Selasa 26 Mar 2024 13:48 WIB

Tanggapi Film Kiblat, UAH: Bikin Film yang Bagus Konsultasi ke Ulama

Film sebaiknya menyajikan berbagai tuntunan yang betul-betul bisa dipedomani

Rep: Umar Mukhtar/ Red: Arie Lukihardianti
Poster film Kiblat yang telah ditarik oleh Leo Pictures. Poster dan trailer film arahan sutradara Bobby Prasetyo ini dikecam masyarakat, ulama, dan sineas.
Foto: Dok Leo Pictures
Poster film Kiblat yang telah ditarik oleh Leo Pictures. Poster dan trailer film arahan sutradara Bobby Prasetyo ini dikecam masyarakat, ulama, dan sineas.

REPUBLIKA.CO.ID, JAKARTA----- Ustadz Adi Hidayat (UAH) menanggapi kontroversi film horor berjudul 'Kiblat'. Saat ini, Film Kiblat menjadi viral dan kontroversial karena memunculkan nilai-nilai keagamaan dari sisi horor.

"Dan kita ketahui bersama, hari-hari ini viral satu produksi dari film tertentu yang berjudul Kiblat, kalau kami tidak keliru. Saya sempat juga melihat poster yang beredar baik di media sosial ataupun di berita, dan telah juga mendapatkan tanggapan beragam, termasuk dari MUI dan tokoh-tokoh yang lain," ujar UAH di kanal youtube Adi Hidayat Official, Senin (25/3/2024).

Baca Juga

Menurut UAH, tanggapan terhadap film ini perlu dilihat dari sisi positifnya, yakni sebagai masukan yang mengedukasi, baik untuk pegiat seni ataupun semua pihak. Bahkan juga ustadz-ustadz yang seringkali juga membuat konten-konten, baik itu di media sosial ataupun yang bekerja sama dengan televisi.

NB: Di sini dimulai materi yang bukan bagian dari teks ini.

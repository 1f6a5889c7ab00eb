//! Stock middleware.

use std::sync::atomic::{AtomicU64, Ordering};

use dashmap::DashMap;
use pw_core::frame::{Decoded, FrameEvent};
use pw_core::types::{icao_to_string, Icao};
use tracing::trace;

use crate::pipeline::{HealthCheck, Middleware};

const PRUNE_EVERY: u64 = 1024;

/// Drops frames whose address was only recovered from the parity residual
/// (DF0/4/5/16/20/21) unless the same address was recently confirmed by a
/// frame that carries it in the clear (DF11/17/18). Residual addresses from
/// corrupted frames are otherwise indistinguishable from real aircraft.
///
/// SBS1 frames always pass.
pub struct IcaoFilter {
    ttl: f64,
    // icao -> last confirmed frame timestamp
    confirmed: DashMap<Icao, f64>,
    handled: AtomicU64,
}

impl IcaoFilter {
    pub fn new(ttl_secs: f64) -> Self {
        IcaoFilter {
            ttl: ttl_secs,
            confirmed: DashMap::new(),
            handled: AtomicU64::new(0),
        }
    }

    pub fn register(&self, icao: Icao, timestamp: f64) {
        self.confirmed
            .entry(icao)
            .and_modify(|t| *t = t.max(timestamp))
            .or_insert(timestamp);
    }

    pub fn is_known(&self, icao: &Icao, timestamp: f64) -> bool {
        let fresh = match self.confirmed.get(icao) {
            Some(last) => timestamp - *last <= self.ttl,
            None => return false,
        };
        if !fresh {
            self.confirmed.remove(icao);
        }
        fresh
    }

    /// Drop confirmations older than the TTL relative to `now`.
    pub fn prune(&self, now: f64) {
        self.confirmed.retain(|_, last| now - *last <= self.ttl);
    }

    pub fn len(&self) -> usize {
        self.confirmed.len()
    }

    pub fn is_empty(&self) -> bool {
        self.confirmed.is_empty()
    }
}

impl Default for IcaoFilter {
    fn default() -> Self {
        IcaoFilter::new(60.0)
    }
}

impl HealthCheck for IcaoFilter {
    fn name(&self) -> &str {
        "icao-filter"
    }
}

impl Middleware for IcaoFilter {
    fn handle(&self, event: FrameEvent) -> Option<FrameEvent> {
        let ts = event.frame.timestamp();
        if self.handled.fetch_add(1, Ordering::Relaxed) % PRUNE_EVERY == PRUNE_EVERY - 1 {
            self.prune(ts);
        }

        let (icao, df, explicit) = match event.frame.decode().ok()? {
            Decoded::Sbs1(_) => return Some(event),
            Decoded::ModeS(msg) => (msg.icao, msg.df, msg.has_explicit_icao()),
        };
        if explicit {
            self.register(icao, ts);
            return Some(event);
        }
        if self.is_known(&icao, ts) {
            Some(event)
        } else {
            trace!(icao = %icao_to_string(&icao), df, "unconfirmed address, dropping");
            None
        }
    }
}
async fn dispatch_events(shared: Arc<Shared>, events: flume::Receiver<PlaneEvent>) {
    while let Ok(event) = events.recv_async().await {
        shared.counters.events.fetch_add(1, Ordering::Relaxed);
        for sink in snapshot_of(&shared.sinks) {
            sink.on_event(event.clone()).await;
        }
    }
    trace!("event dispatcher finished");
}

async fn forward(name: String, from: flume::Receiver<FrameEvent>, queue: flume::Sender<FrameEvent>) {
    while let Ok(event) = from.recv_async().await {
        if queue.send_async(event).await.is_err() {
            break;
        }
    }
    debug!(source = %name, "source finished");
}

async fn drain(what: &str, tasks: &AsyncMutex<JoinSet<()>>) {
    let mut tasks = tasks.lock().await;
    while let Some(res) = tasks.join_next().await {
        if let Err(e) = res {
            if e.is_panic() {
                warn!(task = what, "pipeline task panicked");
            }
        }
    }
}
/// Optional behaviour on top of plain reading.
#[derive(Debug, Clone, Copy, Default, PartialEq, Eq)]
pub struct StreamOptions {
    /// Sleep between Beast frames for the gap between their MLAT
    /// timestamps, so a capture replays at its recorded speed.
    pub replay_pacing: bool,
    /// Re-send the newest frame of every aircraft, see [`KeepAlive`].
    pub keep_alive: Option<KeepAlive>,
}

struct Inner {
    name: String,
    format: StreamFormat,
    input: StreamInput,
    options: StreamOptions,
    template: FrameSource,
    stop: watch::Sender<bool>,
    connected: AtomicBool,
    failed: AtomicBool,
}

/// Reads one stream format from files, a TCP feed or a listening socket.
#[derive(Clone)]
pub struct StreamProducer {
    inner: Arc<Inner>,
}

impl StreamProducer {
    /// `source` supplies the receiver name, tag and reference position
    /// stamped on every frame.
    pub fn new(format: StreamFormat, input: StreamInput, source: FrameSource) -> Self {
        StreamProducer::with_options(format, input, source, StreamOptions::default())
    }

    pub fn with_options(
        format: StreamFormat,
        input: StreamInput,
        source: FrameSource,
        options: StreamOptions,
    ) -> Self {
        let name = format!("{format}:{input}");
        let (stop, _) = watch::channel(false);
        StreamProducer {
            inner: Arc::new(Inner {
                name,
                format,
                input,
                options,
                template: source,
                stop,
                connected: AtomicBool::new(false),
                failed: AtomicBool::new(false),
            }),
        }
    }

    pub fn from_url(url: &str, source: FrameSource) -> Result<Self> {
        let (format, input) = parse_source(url)?;
        Ok(StreamProducer::new(format, input, source))
    }

    pub fn format(&self) -> StreamFormat {
        self.inner.format
    }

    /// Fetchers: a connection is up. Listeners: the socket is bound.
    pub fn is_connected(&self) -> bool {
        self.inner.connected.load(Ordering::SeqCst)
    }
}

impl HealthCheck for StreamProducer {
    fn name(&self) -> &str {
        &self.inner.name
    }

    fn healthy(&self) -> bool {
        match self.inner.input {
            StreamInput::Files(_) => !self.inner.failed.load(Ordering::SeqCst),
            StreamInput::Fetch { .. } | StreamInput::Listen { .. } => self.is_connected(),
        }
    }
}

impl Producer for StreamProducer {
    fn listen(&self) -> flume::Receiver<FrameEvent> {
        let (tx, rx) = flume::bounded(CHANNEL_DEPTH);
        match self.inner.options.keep_alive {
            Some(keep_alive) => {
                let (raw_tx, raw_rx) = flume::bounded(CHANNEL_DEPTH);
                tokio::spawn(run(Arc::clone(&self.inner), raw_tx));
                tokio::spawn(keep_alive.run(raw_rx, tx, self.inner.stop.subscribe()));
            }
            None => {
                tokio::spawn(run(Arc::clone(&self.inner), tx));
            }
        }
        rx
    }

    fn stop(&self) {
        debug!(producer = %self.inner.name, "stopping producer");
        self.inner.stop.send_replace(true);
    }
}

enum ReadOutcome {
    /// The stream reached end of input.
    Ended,
    Stopped,
    /// Nobody is listening anymore.
    Closed,
}

async fn run(inner: Arc<Inner>, out: flume::Sender<FrameEvent>) {
    let mut stop = inner.stop.subscribe();
    match &inner.input {
        StreamInput::Files(paths) => {
            for path in paths {
                if *stop.borrow() {
                    break;
                }
                let source = Arc::new(FrameSource {
                    origin_identifier: format!("file://{}", path.display()),
                    ..inner.template.clone()
                });
                let reader = match open_capture(path).await {
                    Ok(r) => r,
                    Err(e) => {
                        warn!(path = %path.display(), error = %e, "cannot open input file");
                        inner.failed.store(true, Ordering::SeqCst);
                        continue;
                    }
                };
                info!(path = %path.display(), format = %inner.format, "reading file");
                match read_stream(&inner, reader, &source, &out, &mut stop).await {
                    Ok(ReadOutcome::Ended) => debug!(path = %path.display(), "end of file"),
                    Ok(ReadOutcome::Stopped | ReadOutcome::Closed) => break,
                    Err(e) => {
                        warn!(path = %path.display(), error = %e, "read failed");
                        inner.failed.store(true, Ordering::SeqCst);
                    }
                }
            }
        }
        StreamInput::Fetch { host, port } => fetch(&inner, host, *port, &out, &mut stop).await,
        StreamInput::Listen { addr } => serve(&inner, addr, &out, &mut stop).await,
    }
    debug!(producer = %inner.name, "producer finished");
}

/// Open a capture file, decompressing `.gz` and `.bz2` by extension.
async fn open_capture(path: &Path) -> std::io::Result<Box<dyn AsyncRead + Send + Unpin>> {
    let file = tokio::fs::File::open(path).await?;
    let ext = path
        .extension()
        .and_then(|e| e.to_str())
        .map(str::to_ascii_lowercase);
    Ok(match ext.as_deref() {
        Some("gz") => {
            debug!(path = %path.display(), "gzip compressed capture");
            let mut decoder = GzipDecoder::new(BufReader::new(file));
            // concatenated captures
            decoder.multiple_members(true);
            Box::new(decoder)
        }
        Some("bz2") => {
            debug!(path = %path.display(), "bzip2 compressed capture");
            Box::new(BzDecoder::new(BufReader::new(file)))
        }
        _ => Box::new(file),
    })
}

async fn fetch(
    inner: &Inner,
    host: &str,
    port: u16,
    out: &flume::Sender<FrameEvent>,
    stop: &mut watch::Receiver<bool>,
) {
    let addr = format!("{host}:{port}");
    let source = Arc::new(FrameSource {
        origin_identifier: addr.clone(),
        ..inner.template.clone()
    });
    let mut backoff = INITIAL_BACKOFF;

    loop {
        if *stop.borrow() {
            break;
        }
        let connected = tokio::select! {
            _ = stop.changed() => break,
            r = TcpStream::connect(&addr) => r,
        };
        match connected {
            Ok(stream) => {
                info!(%addr, format = %inner.format, "connected");
                inner.connected.store(true, Ordering::SeqCst);
                backoff = INITIAL_BACKOFF;
                let outcome = read_stream(inner, stream, &source, out, stop).await;
                inner.connected.store(false, Ordering::SeqCst);
                match outcome {
                    Ok(ReadOutcome::Stopped | ReadOutcome::Closed) => break,
                    Ok(ReadOutcome::Ended) => warn!(%addr, "connection closed by peer"),
                    Err(e) => warn!(%addr, error = %e, "connection failed"),
                }
            }
            Err(e) => warn!(%addr, error = %e, retry_in = ?backoff, "connect failed"),
        }

        tokio::select! {
            _ = stop.changed() => break,
            _ = tokio::time::sleep(backoff) => {}
        }
        backoff = next_backoff(backoff);
    }
}

/// Double, then shift by a random -1s..+0.9s so feeders that lost the same
/// server do not reconnect in lockstep.
fn next_backoff(current: Duration) -> Duration {
    let jitter = Duration::from_millis(100 * (rand::random::<u64>() % 20));
    (current * 2 + jitter)
        .saturating_sub(Duration::from_secs(1))
        .clamp(INITIAL_BACKOFF, MAX_BACKOFF)
}

/// Accept feeders until stopped, one reader task per connection.
async fn serve(
    inner: &Arc<Inner>,
    addr: &str,
    out: &flume::Sender<FrameEvent>,
    stop: &mut watch::Receiver<bool>,
) {
    let listener = match TcpListener::bind(addr).await {
        Ok(l) => l,
        Err(e) => {
            warn!(%addr, error = %e, "cannot listen");
            inner.failed.store(true, Ordering::SeqCst);
            return;
        }
    };
    info!(%addr, format = %inner.format, "listening for feeders");
    inner.connected.store(true, Ordering::SeqCst);

    let mut readers = JoinSet::new();
    loop {
        if *stop.borrow() || out.is_disconnected() {
            break;
        }
        let accepted = tokio::select! {
            _ = stop.changed() => break,
            r = listener.accept() => r,
        };
        match accepted {
            Ok((stream, peer)) => {
                info!(%peer, "feeder connected");
                let source = Arc::new(FrameSource {
                    origin_identifier: peer.to_string(),
                    ..inner.template.clone()
                });
                let inner = Arc::clone(inner);
                let out = out.clone();
                let mut stop = inner.stop.subscribe();
                readers.spawn(async move {
                    match read_stream(&inner, stream, &source, &out, &mut stop).await {
                        Ok(ReadOutcome::Ended) => info!(%peer, "feeder disconnected"),
                        Ok(ReadOutcome::Stopped | ReadOutcome::Closed) => {}
                        Err(e) => warn!(%peer, error = %e, "feeder connection failed"),
                    }
                });
            }
            Err(e) => {
                warn!(%addr, error = %e, "accept failed");
                tokio::time::sleep(ACCEPT_RETRY).await;
            }
        }
        while readers.try_join_next().is_some() {}
    }

    inner.connected.store(false, Ordering::SeqCst);
    while readers.join_next().await.is_some() {}
}

async fn read_stream<R>(
    inner: &Inner,
    reader: R,
    source: &Arc<FrameSource>,
    out: &flume::Sender<FrameEvent>,
    stop: &mut watch::Receiver<bool>,
) -> std::io::Result<ReadOutcome>
where
    R: AsyncRead + Unpin,
{
    let format = inner.format;
    let mut reader = BufReader::with_capacity(READ_BUFFER, reader);
    if format == StreamFormat::Beast {
        return read_beast(reader, inner.options.replay_pacing, source, out, stop).await;
    }

    let mut line = Vec::with_capacity(256);
    // inside a line longer than MAX_LINE
    let mut overlong = false;
    loop {
        if *stop.borrow() {
            return Ok(ReadOutcome::Stopped);
        }
        line.clear();
        let mut limited = (&mut reader).take(MAX_LINE);
        let n = tokio::select! {
            _ = stop.changed() => return Ok(ReadOutcome::Stopped),
            n = limited.read_until(b'\n', &mut line) => n?,
        };
        if n == 0 {
            return Ok(ReadOutcome::Ended);
        }
        let terminated = line.last() == Some(&b'\n');
        if overlong {
            overlong = !terminated;
            continue;
        }
        if !terminated && n as u64 == MAX_LINE {
            debug!(limit = MAX_LINE, "line too long, skipping");
            overlong = true;
            continue;
        }

        // invalid UTF-8 becomes replacement characters, which never decode
        let text = String::from_utf8_lossy(&line);
        let Some(frame) = parse_line(format, &text, now_secs()) else {
            continue;
        };
        if out.send_async(FrameEvent::new(frame, Arc::clone(source))).await.is_err() {
            return Ok(ReadOutcome::Closed);
        }
    }
}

"Agar menyajikan berbagai tuntunan yang betul-betul bisa dipedomani, mengandung nilai etis, mengandung nilai moral, mengedukasi, mengarahkan pada kebaikan. Bukan sekedar barangkali mencari peminat ataupun juga penikmat dengan genre tertentu yang justru melahirkan kontroversi," paparnya.

UAH menjelaskan, kiblat adalah arah untuk shalat dan arahnya ke Ka'bah. Sehingga bukan orang yang dengan posisi tertentu melakukan satu adegan tertentu.

Dia juga menyebutkan, maksud dari yang disampaikannya ini bukan untuk menjelekkan, menjatuhkan maupun mencela. Melainkan untuk membangun suasana harmoni yang baik, terlebih di bulan suci Ramadhan ini.

"Kita men-support, bahkan kita dorong, bikin film-film yang bagus. Konsultasi kepada para ulama di MUI, karena bagian dari dakwah. Ada tema-tema tafsir yang bisa dikeluarkan juga untuk menjadi sebuah cerita. Kalau dikonsultasikan, sutradaranya bisa mengemas dengan bagus, jadi film yang dinikmati, orang mendapatkan manfaat, kemudian juga teman-teman di pegiat sendiri mendapatkan manfaat, dan sama-sama belajar dalam kebaikan," papar UAH.

Menurut UAH, sah-sah saja membuat sebuah judul yang menarik perhatian. Tapi menjadi tidak sah jika bertentangan baik dengan nilai moral yang telah mengakar di masyarakat, apalagi nilai keyakinan tertentu.

UAH pun dengan segala hormat mendoakan kepada semua pegiat seni, siapa pun para artis, dan lain sebagainya, agar senantiasa diberi kesehatan dan ide yang brilian dalam menciptakan sebuah karya seni.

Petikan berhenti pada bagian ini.